Increasing Income Inequality in Higher Education
In 1985-1986, an assistant professor of business (finance, accounting, marketing) earned 48.5% more on average than an assistant professor of English, according to the American Association of University Professors' 2006-07 Report on the Economic Status of the Profession. In the 2005-2006 academic year, the average assistant professor of business earned more than twice as much as an assistant professor of English nationwide (see chart above, click to enlarge). Like the general public, the AAUP is so concerned with income inequlity that its salary report this year is titled "Financial Inequality in Higher Education," which states that "Financial inequality is growing in U.S. higher education. We observe increasing differences between the endowments of rich and poor institutions, between the salaries of college and university presidents and their faculties, between the salaries of athletic coaches and professors, and between well and poorly compensated faculty members.
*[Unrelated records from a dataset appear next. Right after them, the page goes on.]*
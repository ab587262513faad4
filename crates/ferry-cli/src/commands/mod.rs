//! Command implementations.

pub mod catalog;
pub mod config;
pub mod provision;

pub use self::catalog::execute_catalog;
pub use self::config::{execute_config, load_config};
pub use self::provision::execute_provision;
This economic inequality has the potential to negatively affect higher education."
The AAUP doesn't say exactly how increasing income inequality would "negatively affect higher education," and doesn't say exactly what should be done about it, but at least it does recognize the significant contribution of opportunity cost in explalining salary differentials between disciplines like business and English.
Note also that except for business and economics, and to a lesser extent computer science, and psychology, pay in most disciplines relative to English has been fairly constant, even high-opportunity cost disciplines like engineering and law.
(HT: Greg Mankiw).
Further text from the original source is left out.